Paige: I agree. Oh my gosh, you said so many things in that little segment that I wanna follow up on and dig deeper into.
Paige: So the first thing you said that I loved. I loved and I’m noticing this you know, as I start to pay attention, I’m noticing this everywhere, but that’s so true that as you…sometimes it kind of seems a little bit unimportant to talk about our relationship with food right? It can kind of be like, ohhh food is not as important as refugees or like all these things going on in the world right?
Paige: Like how are we talking about food when there’s so many other things going on? But what I love about what you just said is you know what?

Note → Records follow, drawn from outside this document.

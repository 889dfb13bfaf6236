// This Source Code Form is subject to the terms of the Mozilla Public
// License, v. 2.0. If a copy of the MPL was not distributed with this
// file, You can obtain one at http://mozilla.org/MPL/2.0/.

use thiserror::Error;

#[derive(Error, Debug, Clone, PartialEq, Eq)]
pub enum JonesError {
    #[error("Jones field dimensions don't agree: {lhs_stations} stations x {lhs_sources} sources vs. {rhs_stations} stations x {rhs_sources} sources")]
    DimensionMismatch {
        lhs_stations: usize,
        lhs_sources: usize,
        rhs_stations: usize,
        rhs_sources: usize,
    },

    #[error("Tried to use {requested} sources in a Jones field with a capacity of {capacity}")]
    CapacityExceeded { requested: usize, capacity: usize },

    #[error("Expected a buffer of {expected} elements, but it has {got}")]
    BufferLength { expected: usize, got: usize },

    #[error("Expected {expected} visibilities but got {got}")]
    TypeMismatch { expected: String, got: String },
}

As we work on healing our relationship with food and becoming more in touch with our wise, beautiful intuition that we have within us, we are better human beings in general, we become that can’t help but trickle into other areas of our life and I think in the end this connects back to our theme for today where when you connect to that intuition and you trust and rewire that trust blueprint in your body, you are able to trust yourself in every other way as well and it’s with exercise, with jobs, with relationships, with you know, all of these things and I just think that’s such a powerful idea and I want to hear more about your experience with that and your wisdom in that area.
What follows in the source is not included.